Back in January I was doing a bit of travelling around to visit cheese makers in neighboring regions, and picked up some Feta cheeses.  Feta is a well known, popular cheese style  - but it comes in many different varieties:
  • Texture can range from creamy/smooth to crumbly; 
  • Flavour can vary from bland to punchy; 
  • The milk used can be cow, goat or sheep or mixtures of these; 
  • Maturation can vary from a few weeks in a plastic package to many months in a barrel; 
  • Packaging can be anything from wrapped at the cheesemonger to laminated Tetra Pak bricks. 
Lets not get hung up on the correct legal definition here. You can pretty much get anything these days and usually this will depend on what is popular in the local market (or whatever process the local manufacturer was prepared to invest in).

So, rather than try and 'review' some Feta cheeses by trying to fit them to some narrow definition, I have taken these three Kiwi cheeses for what they are, and described them in the hope that one or all of them appeals to readers.

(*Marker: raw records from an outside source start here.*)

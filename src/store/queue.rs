//! Job queue CRUD and eligibility

use crate::error::Result;
use crate::types::{JobId, QueueItem};

use super::{QueueRow, Store};

impl Store {
    /// Insert a new job
    pub async fn insert_queue_item(&self, item: &QueueItem) -> Result<()> {
        sqlx::query(
            r#"
            INSERT INTO queue (
                id, file_name, job_name, category, nzb_contents, priority,
                pause_until, total_segment_bytes, post_processing, created_at
            )
            VALUES (?, ?, ?, ?, ?, ?, ?, ?, ?, ?)
            "#,
        )
        .bind(item.id.to_string())
        .bind(&item.file_name)
        .bind(&item.job_name)
        .bind(&item.category)
        .bind(&item.nzb_contents)
        .bind(item.priority as i32)
        .bind(item.pause_until.map(|t| t.timestamp()))
        .bind(item.total_segment_bytes as i64)
        .bind(item.post_processing.to_i32())
        .bind(item.created_at.timestamp())
        .execute(self.pool())
        .await?;
        Ok(())
    }

    /// The eligible job the worker should run next, if any
    ///
    /// FIFO key is `(priority desc, created_at asc)`; rows with a future
    /// `pause_until` are skipped.
    pub async fn next_eligible(&self) -> Result<Option<QueueItem>> {
        let row: Option<QueueRow> = sqlx::query_as(
            r#"
            SELECT id, file_name, job_name, category, nzb_contents, priority,
                   pause_until, total_segment_bytes, post_processing, created_at
            FROM queue
            WHERE pause_until IS NULL OR pause_until <= ?
            ORDER BY priority DESC, created_at ASC
            LIMIT 1
            "#,
        )
        .bind(chrono::Utc::now().timestamp())
        .fetch_optional(self.pool())
        .await?;
        Ok(row.map(QueueItem::from))
    }

    /// Fetch one job by id
    pub async fn queue_item(&self, id: JobId) -> Result<Option<QueueItem>> {
        let row: Option<QueueRow> = sqlx::query_as(
            r#"
            SELECT id, file_name, job_name, category, nzb_contents, priority,
                   pause_until, total_segment_bytes, post_processing, created_at
            FROM queue WHERE id = ?
            "#,
        )
        .bind(id.to_string())
        .fetch_optional(self.pool())
        .await?;
        Ok(row.map(QueueItem::from))
    }

    /// List the whole queue in dispatch order
    pub async fn list_queue(&self) -> Result<Vec<QueueItem>> {
        let rows: Vec<QueueRow> = sqlx::query_as(
            r#"
            SELECT id, file_name, job_name, category, nzb_contents, priority,
                   pause_until, total_segment_bytes, post_processing, created_at
            FROM queue
            ORDER BY priority DESC, created_at ASC
            "#,
        )
        .fetch_all(self.pool())
        .await?;
        Ok(rows.into_iter().map(QueueItem::from).collect())
    }

    /// Defer a job until `pause_until`
    pub async fn defer_queue_item(
        &self,
        id: JobId,
        pause_until: chrono::DateTime<chrono::Utc>,
    ) -> Result<()> {
        sqlx::query("UPDATE queue SET pause_until = ? WHERE id = ?")
            .bind(pause_until.timestamp())
            .bind(id.to_string())
            .execute(self.pool())
            .await?;
        Ok(())
    }

    /// Delete queue rows; returns how many existed
    pub async fn remove_queue_items(&self, ids: &[JobId]) -> Result<u64> {
        let mut removed = 0u64;
        for id in ids {
            let result = sqlx::query("DELETE FROM queue WHERE id = ?")
                .bind(id.to_string())
                .execute(self.pool())
                .await?;
            removed += result.rows_affected();
        }
        Ok(removed)
    }
}
//! Retry helper with exponential backoff
//!
//! Wraps transient-failure-prone operations (store polls under lock
//! contention, deferred pipeline steps). Jitter spreads concurrent retries.

use rand::Rng;
use std::future::Future;
use std::time::Duration;

use crate::error::IsRetryable;

/// Retry policy: attempts, delays, backoff multiplier, jitter
#[derive(Clone, Debug)]
pub struct RetryPolicy {
    /// Maximum number of retry attempts
    pub max_attempts: u32,
    /// Initial delay before first retry
    pub initial_delay: Duration,
    /// Maximum delay between retries
    pub max_delay: Duration,
    /// Multiplier for exponential backoff
    pub backoff_multiplier: f64,
    /// Add random jitter to delays
    pub jitter: bool,
}

impl Default for RetryPolicy {
    fn default() -> Self {
        Self {
            max_attempts: 3,
            initial_delay: Duration::from_millis(250),
            max_delay: Duration::from_secs(10),
            backoff_multiplier: 2.0,
            jitter: true,
        }
    }
}

/// Execute an async operation, retrying retryable errors with backoff
pub async fn with_retry<F, Fut, T, E>(policy: &RetryPolicy, mut operation: F) -> Result<T, E>
where
    F: FnMut() -> Fut,
    Fut: Future<Output = Result<T, E>>,
    E: IsRetryable + std::fmt::Display,
{
    let mut attempt = 0;
    let mut delay = policy.initial_delay;

    loop {
        match operation().await {
            Ok(result) => {
                if attempt > 0 {
                    tracing::debug!(attempts = attempt + 1, "operation succeeded after retry");
                }
                return Ok(result);
            }
            Err(e) if e.is_retryable() && attempt < policy.max_attempts => {
                attempt += 1;
                tracing::warn!(
                    error = %e,
                    attempt,
                    max_attempts = policy.max_attempts,
                    delay_ms = delay.as_millis(),
                    "operation failed, retrying"
                );
                let sleep_for = if policy.jitter { add_jitter(delay) } else { delay };
                tokio::time::sleep(sleep_for).await;
                delay = Duration::from_secs_f64(
                    (delay.as_secs_f64() * policy.backoff_multiplier)
                        .min(policy.max_delay.as_secs_f64()),
                );
            }
            Err(e) => return Err(e),
        }
    }
}

/// Jitter uniformly distributed between 0% and 100% of the delay
fn add_jitter(delay: Duration) -> Duration {
    let factor: f64 = rand::thread_rng().gen_range(0.0..=1.0);
    Duration::from_secs_f64(delay.as_secs_f64() * (1.0 + factor))
}

// unwrap/expect are acceptable in tests for concise failure-on-error assertions
#[allow(clippy::unwrap_used, clippy::expect_used)]
#[cfg(test)]
mod tests {
    use super::*;
    use std::sync::Arc;
    use std::sync::atomic::{AtomicU32, Ordering};

    #[derive(Debug)]
    enum TestError {
        Transient,
        Permanent,
    }

    impl std::fmt::Display for TestError {
        fn fmt(&self, f: &mut std::fmt::Formatter<'_>) -> std::fmt::Result {
            match self {
                TestError::Transient => write!(f, "transient"),
                TestError::Permanent => write!(f, "permanent"),
            }
        }
    }

    impl IsRetryable for TestError {
        fn is_retryable(&self) -> bool {
            matches!(self, TestError::Transient)
        }
    }

    fn fast_policy() -> RetryPolicy {
        RetryPolicy {
            max_attempts: 3,
            initial_delay: Duration::from_millis(1),
            max_delay: Duration::from_millis(5),
            backoff_multiplier: 2.0,
            jitter: false,
        }
    }

    #[tokio::test]
    async fn succeeds_after_transient_failures() {
        let calls = Arc::new(AtomicU32::new(0));
        let calls_clone = calls.clone();
        let result = with_retry(&fast_policy(), || {
            let calls = calls_clone.clone();
            async move {
                if calls.fetch_add(1, Ordering::SeqCst) < 2 {
                    Err(TestError::Transient)
                } else {
                    Ok(42)
                }
            }
        })
        .await;
        assert_eq!(result.unwrap(), 42);
        assert_eq!(calls.load(Ordering::SeqCst), 3);
    }

    #[tokio::test]
    async fn permanent_error_is_not_retried() {
        let calls = Arc::new(AtomicU32::new(0));
        let calls_clone = calls.clone();
        let result: Result<(), _> = with_retry(&fast_policy(), || {
            let calls = calls_clone.clone();
            async move {
                calls.fetch_add(1, Ordering::SeqCst);
                Err(TestError::Permanent)
            }
        })
        .await;
        assert!(result.is_err());
        assert_eq!(calls.load(Ordering::SeqCst), 1, "no retries for permanent errors");
    }

    #[tokio::test]
    async fn gives_up_after_max_attempts() {
        let calls = Arc::new(AtomicU32::new(0));
        let calls_clone = calls.clone();
        let result: Result<(), _> = with_retry(&fast_policy(), || {
            let calls = calls_clone.clone();
            async move {
                calls.fetch_add(1, Ordering::SeqCst);
                Err(TestError::Transient)
            }
        })
        .await;
        assert!(result.is_err());
        assert_eq!(calls.load(Ordering::SeqCst), 4, "initial try + 3 retries");
    }
}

Plain Goat Feta - Lonely Goat, Wanganui.

The colour is very white - typical for goats milk feta. The aroma is slightly lemony and slightly goaty (in a good clean way - not a dirty billy goat smell!).  The first impression of taste is that the cheese is very salty - however this seems to be caused by the brine that has collected around the outside of the cheese in the vacuum pouch packaging.  When the surface of the cheese is rinsed off, the cheese itself is not overly salty. So you can partly adjust the saltiness of the cheese to your taste by choosing to rinse or not. This cheese had a nice traditional Feta texture - slightly dry in the mouth at first but still moist and cohesive. The flavour was clean and with a pleasant hint of goat's milk.
Lonely Goat - Plain Goat Feta

Fiery Goat Feta -  Lonely Goat, Wanganui.

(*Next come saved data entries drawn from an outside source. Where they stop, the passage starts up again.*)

//! RAR volume descriptor scan
//!
//! Walks block headers of RAR4 and RAR5 volumes to recover per-entry data
//! ranges, compression method, and encryption parameters. Only headers are
//! read; data areas are skipped by offset arithmetic, so a scan touches a
//! few segments per volume. Nothing is ever extracted.

use sha2::{Digest, Sha256};

use crate::error::{Error, Result};
use crate::types::ByteRange;

use super::volume::VolumeReader;

/// RAR5 signature (8 bytes)
const RAR5_SIG: &[u8; 8] = b"Rar!\x1a\x07\x01\x00";
/// RAR4 signature (7 bytes)
const RAR4_SIG: &[u8; 7] = b"Rar!\x1a\x07\x00";

/// Upper bound on blocks per volume; a walk that exceeds it is corrupt
const MAX_BLOCKS: usize = 10_000;

/// Bytes read per header probe; RAR headers are far smaller
const HEADER_CHUNK: usize = 4096;

/// One file entry found in a volume
#[derive(Clone, Debug)]
pub(crate) struct RarEntry {
    /// Entry path inside the archive
    pub name: String,
    /// Declared unpacked size
    pub unpacked_size: u64,
    /// Packed data location within this volume
    pub data_range: ByteRange,
    /// True for the Store method (m0); only these are seekable
    pub is_store: bool,
    /// Directory entries carry no data
    pub is_dir: bool,
    /// Entry continues from the previous volume
    pub split_before: bool,
    /// Entry continues into the next volume
    pub split_after: bool,
    /// Present when the entry data is AES-encrypted (RAR5)
    pub encryption: Option<RarEncryption>,
}

/// RAR5 file encryption record
#[derive(Clone, Debug)]
pub(crate) struct RarEncryption {
    /// PBKDF2 iteration count as a power of two
    pub kdf_count: u8,
    /// Key-derivation salt
    pub salt: [u8; 16],
    /// AES-CBC initialization vector
    pub iv: [u8; 16],
}

/// Scan one volume's headers
pub(crate) async fn scan_volume(reader: &mut VolumeReader<'_>) -> Result<Vec<RarEntry>> {
    let sig = reader.read_at_most(0, 8).await?;
    if sig.len() >= 8 && sig[..8] == RAR5_SIG[..] {
        scan_rar5(reader).await
    } else if sig.len() >= 7 && sig[..7] == RAR4_SIG[..] {
        scan_rar4(reader).await
    } else {
        Err(Error::Validation("not a RAR volume".into()))
    }
}

async fn scan_rar5(reader: &mut VolumeReader<'_>) -> Result<Vec<RarEntry>> {
    let mut entries = Vec::new();
    let mut pos = RAR5_SIG.len() as u64;

    for _ in 0..MAX_BLOCKS {
        if pos + 7 > reader.len() {
            break;
        }
        let chunk = reader.read_at_most(pos, HEADER_CHUNK).await?;
        let mut r = SliceReader::new(&chunk);
        r.skip(4)?; // header CRC32

        let header_size = r.vint()? as usize;
        let header_start = r.pos();
        if header_size == 0 || header_start + header_size > chunk.len() {
            // Real headers fit in a fraction of the probe chunk; anything
            // larger is corrupt or adversarial
            return Err(Error::Validation("oversized or truncated RAR5 header".into()));
        }

        let header = &chunk[header_start..header_start + header_size];
        let mut h = SliceReader::new(header);
        let block_type = h.vint()?;
        let flags = h.vint()?;
        let extra_size = if flags & 0x1 != 0 { h.vint()? } else { 0 };
        let data_size = if flags & 0x2 != 0 { h.vint()? } else { 0 };

        let block_len = (header_start + header_size) as u64;
        let data_start = pos + block_len;

        match block_type {
            // Main archive header
            1 => {}
            // File header
            2 => {
                let entry = parse_rar5_file_header(
                    &mut h,
                    header,
                    extra_size as usize,
                    flags,
                    ByteRange::new(data_start, data_start + data_size),
                )?;
                entries.push(entry);
            }
            // Service header (CMT, QO, ...): data skipped like any other
            3 => {}
            // Archive encryption header: every following header is encrypted
            4 => {
                return Err(Error::Validation(
                    "RAR volume with encrypted headers is not supported".into(),
                ));
            }
            // End of archive
            5 => break,
            _ => {}
        }

        pos = data_start + data_size;
    }

    Ok(entries)
}

fn parse_rar5_file_header(
    h: &mut SliceReader<'_>,
    header: &[u8],
    extra_size: usize,
    block_flags: u64,
    data_range: ByteRange,
) -> Result<RarEntry> {
    let file_flags = h.vint()?;
    let unpacked_size = h.vint()?;
    let _attributes = h.vint()?;
    if file_flags & 0x2 != 0 {
        h.skip(4)?; // mtime
    }
    if file_flags & 0x4 != 0 {
        h.skip(4)?; // data CRC32
    }
    let compression_info = h.vint()?;
    let _host_os = h.vint()?;
    let name_len = h.vint()? as usize;
    if name_len > 4096 {
        return Err(Error::Validation("RAR5 name longer than 4096 bytes".into()));
    }
    let name = String::from_utf8_lossy(h.bytes(name_len)?).into_owned();

    let encryption = if extra_size > 0 && extra_size <= header.len() {
        parse_rar5_extra(&header[header.len() - extra_size..])?
    } else {
        None
    };

    let method = (compression_info >> 7) & 0x7;
    Ok(RarEntry {
        name,
        unpacked_size,
        data_range,
        is_store: method == 0,
        is_dir: file_flags & 0x1 != 0,
        split_before: block_flags & 0x08 != 0,
        split_after: block_flags & 0x10 != 0,
        encryption,
    })
}

/// Walk extra-area records looking for the file encryption record (type 1)
fn parse_rar5_extra(extra: &[u8]) -> Result<Option<RarEncryption>> {
    let mut r = SliceReader::new(extra);
    while r.remaining() > 0 {
        let rec_size = r.vint()? as usize;
        if rec_size == 0 || rec_size > r.remaining() {
            break;
        }
        let record = r.bytes(rec_size)?;
        let mut rec = SliceReader::new(record);
        let rec_type = rec.vint()?;
        if rec_type == 0x01 {
            let _version = rec.vint()?;
            let _enc_flags = rec.vint()?;
            let kdf_count = rec.u8()?;
            let mut salt = [0u8; 16];
            salt.copy_from_slice(rec.bytes(16)?);
            let mut iv = [0u8; 16];
            iv.copy_from_slice(rec.bytes(16)?);
            return Ok(Some(RarEncryption {
                kdf_count,
                salt,
                iv,
            }));
        }
    }
    Ok(None)
}

async fn scan_rar4(reader: &mut VolumeReader<'_>) -> Result<Vec<RarEntry>> {
    let mut entries = Vec::new();
    let mut pos = RAR4_SIG.len() as u64;

    for _ in 0..MAX_BLOCKS {
        if pos + 7 > reader.len() {
            break;
        }
        let chunk = reader.read_at_most(pos, HEADER_CHUNK).await?;
        let mut r = SliceReader::new(&chunk);
        r.skip(2)?; // header CRC16
        let block_type = r.u8()?;
        let flags = r.u16()?;
        let head_size = r.u16()? as u64;
        if head_size < 7 {
            return Err(Error::Validation("corrupt RAR4 block header".into()));
        }

        let mut add_size = 0u64;
        if flags & 0x8000 != 0 || block_type == 0x74 {
            add_size = r.u32()? as u64;
        }

        match block_type {
            // File header
            0x74 => {
                if flags & 0x04 != 0 {
                    // Legacy AES with a SHA-1 schedule; not carried here
                    return Err(Error::Validation(
                        "encrypted RAR4 volumes are not supported".into(),
                    ));
                }
                let unp_size = r.u32()? as u64;
                r.skip(1)?; // host OS
                r.skip(4)?; // file CRC
                r.skip(4)?; // ftime
                r.skip(1)?; // unpack version
                let method = r.u8()?;
                let name_size = r.u16()? as usize;
                r.skip(4)?; // attributes
                let (high_pack, high_unp) = if flags & 0x100 != 0 {
                    (r.u32()? as u64, r.u32()? as u64)
                } else {
                    (0, 0)
                };
                if name_size > 4096 {
                    return Err(Error::Validation("RAR4 name longer than 4096 bytes".into()));
                }
                let name = String::from_utf8_lossy(r.bytes(name_size)?).into_owned();

                let packed = add_size | (high_pack << 32);
                let unpacked = unp_size | (high_unp << 32);
                let data_start = pos + head_size;
                entries.push(RarEntry {
                    name,
                    unpacked_size: unpacked,
                    data_range: ByteRange::new(data_start, data_start + packed),
                    is_store: method == 0x30,
                    is_dir: flags & 0xE0 == 0xE0,
                    split_before: flags & 0x01 != 0,
                    split_after: flags & 0x02 != 0,
                    encryption: None,
                });
                pos = data_start + packed;
            }
            // End of archive
            0x7b => break,
            _ => {
                pos += head_size + add_size;
            }
        }
    }

    Ok(entries)
}

/// Derive the AES-256 key for a RAR5 encrypted entry
///
/// PBKDF2-HMAC-SHA256 over the UTF-8 password with `2^kdf_count` iterations,
/// as the RAR5 format specifies. The HMAC is built on the crate's `sha2`
/// directly; one derivation per job makes a dedicated dependency overkill.
pub(crate) fn derive_key(password: &str, salt: &[u8; 16], kdf_count: u8) -> [u8; 32] {
    let iterations = 1u32 << kdf_count.min(24);
    pbkdf2_sha256_block1(password.as_bytes(), salt, iterations)
}

fn hmac_sha256(key: &[u8], parts: &[&[u8]]) -> [u8; 32] {
    let mut key_block = [0u8; 64];
    if key.len() > 64 {
        key_block[..32].copy_from_slice(&Sha256::digest(key));
    } else {
        key_block[..key.len()].copy_from_slice(key);
    }

    let mut inner = Sha256::new();
    let ipad: Vec<u8> = key_block.iter().map(|b| b ^ 0x36).collect();
    inner.update(&ipad);
    for part in parts {
        inner.update(part);
    }
    let inner_hash = inner.finalize();

    let mut outer = Sha256::new();
    let opad: Vec<u8> = key_block.iter().map(|b| b ^ 0x5c).collect();
    outer.update(&opad);
    outer.update(inner_hash);
    outer.finalize().into()
}

/// First output block of PBKDF2-HMAC-SHA256 (32 bytes, all we need)
fn pbkdf2_sha256_block1(password: &[u8], salt: &[u8], iterations: u32) -> [u8; 32] {
    let mut u = hmac_sha256(password, &[salt, &1u32.to_be_bytes()]);
    let mut out = u;
    for _ in 1..iterations {
        u = hmac_sha256(password, &[&u]);
        for (o, b) in out.iter_mut().zip(u.iter()) {
            *o ^= b;
        }
    }
    out
}

/// Little-endian slice cursor for header parsing
struct SliceReader<'a> {
    data: &'a [u8],
    pos: usize,
}

impl<'a> SliceReader<'a> {
    fn new(data: &'a [u8]) -> Self {
        Self { data, pos: 0 }
    }

    fn pos(&self) -> usize {
        self.pos
    }

    fn remaining(&self) -> usize {
        self.data.len() - self.pos
    }

    fn u8(&mut self) -> Result<u8> {
        let b = *self
            .data
            .get(self.pos)
            .ok_or_else(|| Error::Validation("truncated archive header".into()))?;
        self.pos += 1;
        Ok(b)
    }

    fn u16(&mut self) -> Result<u16> {
        let bytes = self.bytes(2)?;
        Ok(u16::from_le_bytes([bytes[0], bytes[1]]))
    }

    fn u32(&mut self) -> Result<u32> {
        let bytes = self.bytes(4)?;
        Ok(u32::from_le_bytes([bytes[0], bytes[1], bytes[2], bytes[3]]))
    }

    fn bytes(&mut self, len: usize) -> Result<&'a [u8]> {
        if self.pos + len > self.data.len() {
            return Err(Error::Validation("truncated archive header".into()));
        }
        let slice = &self.data[self.pos..self.pos + len];
        self.pos += len;
        Ok(slice)
    }

    fn skip(&mut self, len: usize) -> Result<()> {
        self.bytes(len).map(|_| ())
    }

    /// RAR5 variable-length integer: 7 bits per byte, high bit continues
    fn vint(&mut self) -> Result<u64> {
        let mut value = 0u64;
        for shift in 0..10 {
            let byte = self.u8()?;
            value |= ((byte & 0x7f) as u64) << (shift * 7);
            if byte & 0x80 == 0 {
                return Ok(value);
            }
        }
        Err(Error::Validation("unterminated RAR5 vint".into()))
    }
}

You can actually smell the chili in this one when you open the package.The texture is very nice, similar to the plain feta above.  The cheese flavour here seems a little bland, followed by a good punch of chili.  To be honest, the chili probably distracts the taste buds from those cheese flavours.  There was a little sweetness to the chili as well, which I liked, and the Chili is only a medium heat so not over the top unless you really don't like chili.

Castlepoint Feta - Kingsmeade Cheese, Masterton.

This is a ewe's milk Feta, named after the beach settlement of Castlepoint out on the Wairarapa coast. This cheese is typically aged for 9-12 months before it is sold - and cheese maker Miles King says it sells like hot cakes at the local farmers market. I can see why - it has loads of flavour.  There is a typical smell of broken down fat (caused by the the milk enzyme lipase) that can be a little off-putting to some people not used to an aged Feta (think of a strong blue cheese).  In this cheese the flavours are balanced well - strong savoury flavours matched with salt, and fatty acids from the ewe's milk. The texture is quite firm and a little elastic - somewhat similar to a younger cheddar. This is a very pleasant cheese to eat, especially if you want to try something with a bit more flavour than bland supermarket versions.